• [Your assignment] The answer should consist of every record, reproduced exactly.

• [Records supplied]
.....
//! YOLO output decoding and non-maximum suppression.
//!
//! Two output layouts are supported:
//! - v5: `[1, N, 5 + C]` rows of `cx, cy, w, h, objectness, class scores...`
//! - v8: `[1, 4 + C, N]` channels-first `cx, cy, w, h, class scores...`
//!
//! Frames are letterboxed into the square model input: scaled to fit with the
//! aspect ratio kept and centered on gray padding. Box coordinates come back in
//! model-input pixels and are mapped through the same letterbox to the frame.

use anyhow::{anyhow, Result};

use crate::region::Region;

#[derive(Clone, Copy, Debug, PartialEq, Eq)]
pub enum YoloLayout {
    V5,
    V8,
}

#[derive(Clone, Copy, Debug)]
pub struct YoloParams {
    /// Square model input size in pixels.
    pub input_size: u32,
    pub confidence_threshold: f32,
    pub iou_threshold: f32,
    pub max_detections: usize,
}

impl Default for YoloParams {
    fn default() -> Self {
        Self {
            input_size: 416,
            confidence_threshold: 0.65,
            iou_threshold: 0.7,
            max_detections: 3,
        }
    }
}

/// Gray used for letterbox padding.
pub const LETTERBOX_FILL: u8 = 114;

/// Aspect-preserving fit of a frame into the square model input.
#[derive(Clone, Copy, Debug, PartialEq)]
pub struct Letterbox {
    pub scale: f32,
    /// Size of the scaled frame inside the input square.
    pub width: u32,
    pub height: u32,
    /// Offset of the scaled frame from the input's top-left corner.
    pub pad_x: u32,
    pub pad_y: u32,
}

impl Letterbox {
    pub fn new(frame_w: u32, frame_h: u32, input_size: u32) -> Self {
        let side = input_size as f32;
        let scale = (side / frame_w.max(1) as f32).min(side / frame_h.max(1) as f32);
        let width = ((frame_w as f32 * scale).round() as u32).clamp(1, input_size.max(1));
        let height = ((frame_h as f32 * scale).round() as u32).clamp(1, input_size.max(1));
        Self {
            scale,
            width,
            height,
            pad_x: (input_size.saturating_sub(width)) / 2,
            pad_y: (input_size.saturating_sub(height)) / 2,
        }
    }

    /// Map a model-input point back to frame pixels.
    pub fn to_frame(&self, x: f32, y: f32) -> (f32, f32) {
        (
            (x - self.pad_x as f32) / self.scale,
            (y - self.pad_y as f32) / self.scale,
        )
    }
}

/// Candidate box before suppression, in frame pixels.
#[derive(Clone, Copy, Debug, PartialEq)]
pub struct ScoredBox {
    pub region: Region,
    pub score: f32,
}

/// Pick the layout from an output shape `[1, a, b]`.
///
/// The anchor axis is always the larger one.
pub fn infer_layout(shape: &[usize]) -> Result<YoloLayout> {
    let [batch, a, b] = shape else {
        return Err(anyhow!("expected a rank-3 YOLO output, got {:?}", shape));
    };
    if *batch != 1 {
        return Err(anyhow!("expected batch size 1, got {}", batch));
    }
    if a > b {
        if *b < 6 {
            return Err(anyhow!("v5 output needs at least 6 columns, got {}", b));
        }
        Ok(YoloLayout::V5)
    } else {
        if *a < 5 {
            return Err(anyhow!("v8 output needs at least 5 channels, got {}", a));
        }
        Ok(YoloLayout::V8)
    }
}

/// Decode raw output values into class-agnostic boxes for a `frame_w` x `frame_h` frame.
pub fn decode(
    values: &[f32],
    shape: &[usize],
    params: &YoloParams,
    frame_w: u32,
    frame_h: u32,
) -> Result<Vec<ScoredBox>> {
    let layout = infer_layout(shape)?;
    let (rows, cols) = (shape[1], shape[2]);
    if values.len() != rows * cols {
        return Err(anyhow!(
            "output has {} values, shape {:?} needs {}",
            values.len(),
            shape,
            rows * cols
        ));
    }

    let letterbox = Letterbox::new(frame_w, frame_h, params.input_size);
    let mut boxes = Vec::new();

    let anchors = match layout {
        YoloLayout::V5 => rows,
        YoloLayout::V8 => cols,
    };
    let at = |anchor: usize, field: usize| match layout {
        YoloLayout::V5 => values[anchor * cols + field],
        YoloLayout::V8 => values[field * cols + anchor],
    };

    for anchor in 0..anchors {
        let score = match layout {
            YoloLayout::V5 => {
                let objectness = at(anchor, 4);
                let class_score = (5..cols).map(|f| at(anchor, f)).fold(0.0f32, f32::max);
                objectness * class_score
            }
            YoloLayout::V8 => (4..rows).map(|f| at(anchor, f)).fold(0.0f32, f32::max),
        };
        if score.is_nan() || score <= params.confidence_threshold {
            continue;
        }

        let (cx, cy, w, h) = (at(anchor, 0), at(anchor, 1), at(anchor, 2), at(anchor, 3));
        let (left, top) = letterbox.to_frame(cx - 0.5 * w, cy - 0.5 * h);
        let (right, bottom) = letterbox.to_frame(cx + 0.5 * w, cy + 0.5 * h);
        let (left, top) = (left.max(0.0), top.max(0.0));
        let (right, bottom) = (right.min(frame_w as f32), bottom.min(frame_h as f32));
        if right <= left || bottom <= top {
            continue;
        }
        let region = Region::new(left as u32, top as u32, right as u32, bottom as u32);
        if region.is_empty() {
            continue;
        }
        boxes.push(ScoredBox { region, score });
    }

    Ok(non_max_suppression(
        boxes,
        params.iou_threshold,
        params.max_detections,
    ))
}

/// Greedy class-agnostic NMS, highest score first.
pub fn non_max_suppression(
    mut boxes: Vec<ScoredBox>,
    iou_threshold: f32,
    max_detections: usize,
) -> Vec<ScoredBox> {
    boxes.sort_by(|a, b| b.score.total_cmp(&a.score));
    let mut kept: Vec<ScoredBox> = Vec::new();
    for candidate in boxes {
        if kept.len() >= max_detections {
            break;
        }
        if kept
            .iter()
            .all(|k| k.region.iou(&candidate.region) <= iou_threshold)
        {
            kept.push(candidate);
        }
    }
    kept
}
.....
• [Result for this task]
//! YOLO output decoding and non-maximum suppression.
//!
//! Two output layouts are supported:
//! - v5: `[1, N, 5 + C]` rows of `cx, cy, w, h, objectness, class scores...`
//! - v8: `[1, 4 + C, N]` channels-first `cx, cy, w, h, class scores...`
//!
//! Frames are letterboxed into the square model input: scaled to fit with the
//! aspect ratio kept and centered on gray padding. Box coordinates come back in
//! model-input pixels and are mapped through the same letterbox to the frame.

use anyhow::{anyhow, Result};

use crate::region::Region;

#[derive(Clone, Copy, Debug, PartialEq, Eq)]
pub enum YoloLayout {
    V5,
    V8,
}

#[derive(Clone, Copy, Debug)]
pub struct YoloParams {
    /// Square model input size in pixels.
    pub input_size: u32,
    pub confidence_threshold: f32,
    pub iou_threshold: f32,
    pub max_detections: usize,
}

impl Default for YoloParams {
    fn default() -> Self {
        Self {
            input_size: 416,
            confidence_threshold: 0.65,
            iou_threshold: 0.7,
            max_detections: 3,
        }
    }
}

/// Gray used for letterbox padding.
pub const LETTERBOX_FILL: u8 = 114;

/// Aspect-preserving fit of a frame into the square model input.
#[derive(Clone, Copy, Debug, PartialEq)]
pub struct Letterbox {
    pub scale: f32,
    /// Size of the scaled frame inside the input square.
    pub width: u32,
    pub height: u32,
    /// Offset of the scaled frame from the input's top-left corner.
    pub pad_x: u32,
    pub pad_y: u32,
}

impl Letterbox {
    pub fn new(frame_w: u32, frame_h: u32, input_size: u32) -> Self {
        let side = input_size as f32;
        let scale = (side / frame_w.max(1) as f32).min(side / frame_h.max(1) as f32);
        let width = ((frame_w as f32 * scale).round() as u32).clamp(1, input_size.max(1));
        let height = ((frame_h as f32 * scale).round() as u32).clamp(1, input_size.max(1));
        Self {
            scale,
            width,
            height,
            pad_x: (input_size.saturating_sub(width)) / 2,
            pad_y: (input_size.saturating_sub(height)) / 2,
        }
    }

    /// Map a model-input point back to frame pixels.
    pub fn to_frame(&self, x: f32, y: f32) -> (f32, f32) {
        (
            (x - self.pad_x as f32) / self.scale,
            (y - self.pad_y as f32) / self.scale,
        )
    }
}

/// Candidate box before suppression, in frame pixels.
#[derive(Clone, Copy, Debug, PartialEq)]
pub struct ScoredBox {
    pub region: Region,
    pub score: f32,
}

/// Pick the layout from an output shape `[1, a, b]`.
///
/// The anchor axis is always the larger one.
pub fn infer_layout(shape: &[usize]) -> Result<YoloLayout> {
    let [batch, a, b] = shape else {
        return Err(anyhow!("expected a rank-3 YOLO output, got {:?}", shape));
    };
    if *batch != 1 {
        return Err(anyhow!("expected batch size 1, got {}", batch));
    }
    if a > b {
        if *b < 6 {
            return Err(anyhow!("v5 output needs at least 6 columns, got {}", b));
        }
        Ok(YoloLayout::V5)
    } else {
        if *a < 5 {
            return Err(anyhow!("v8 output needs at least 5 channels, got {}", a));
        }
        Ok(YoloLayout::V8)
    }
}

/// Decode raw output values into class-agnostic boxes for a `frame_w` x `frame_h` frame.
pub fn decode(
    values: &[f32],
    shape: &[usize],
    params: &YoloParams,
    frame_w: u32,
    frame_h: u32,
) -> Result<Vec<ScoredBox>> {
    let layout = infer_layout(shape)?;
    let (rows, cols) = (shape[1], shape[2]);
    if values.len() != rows * cols {
        return Err(anyhow!(
            "output has {} values, shape {:?} needs {}",
            values.len(),
            shape,
            rows * cols
        ));
    }

    let letterbox = Letterbox::new(frame_w, frame_h, params.input_size);
    let mut boxes = Vec::new();

    let anchors = match layout {
        YoloLayout::V5 => rows,
        YoloLayout::V8 => cols,
    };
    let at = |anchor: usize, field: usize| match layout {
        YoloLayout::V5 => values[anchor * cols + field],
        YoloLayout::V8 => values[field * cols + anchor],
    };

    for anchor in 0..anchors {
        let score = match layout {
            YoloLayout::V5 => {
                let objectness = at(anchor, 4);
                let class_score = (5..cols).map(|f| at(anchor, f)).fold(0.0f32, f32::max);
                objectness * class_score
            }
            YoloLayout::V8 => (4..rows).map(|f| at(anchor, f)).fold(0.0f32, f32::max),
        };
        if score.is_nan() || score <= params.confidence_threshold {
            continue;
        }

        let (cx, cy, w, h) = (at(anchor, 0), at(anchor, 1), at(anchor, 2), at(anchor, 3));
        let (left, top) = letterbox.to_frame(cx - 0.5 * w, cy - 0.5 * h);
        let (right, bottom) = letterbox.to_frame(cx + 0.5 * w, cy + 0.5 * h);
        let (left, top) = (left.max(0.0), top.max(0.0));
        let (right, bottom) = (right.min(frame_w as f32), bottom.min(frame_h as f32));
        if right <= left || bottom <= top {
            continue;
        }
        let region = Region::new(left as u32, top as u32, right as u32, bottom as u32);
        if region.is_empty() {
            continue;
        }
        boxes.push(ScoredBox { region, score });
    }

    Ok(non_max_suppression(
        boxes,
        params.iou_threshold,
        params.max_detections,
    ))
}

/// Greedy class-agnostic NMS, highest score first.
pub fn non_max_suppression(
    mut boxes: Vec<ScoredBox>,
    iou_threshold: f32,
    max_detections: usize,
) -> Vec<ScoredBox> {
    boxes.sort_by(|a, b| b.score.total_cmp(&a.score));
    let mut kept: Vec<ScoredBox> = Vec::new();
    for candidate in boxes {
        if kept.len() >= max_detections {
            break;
        }
        if kept
            .iter()
            .all(|k| k.region.iou(&candidate.region) <= iou_threshold)
        {
            kept.push(candidate);
        }
    }
    kept
}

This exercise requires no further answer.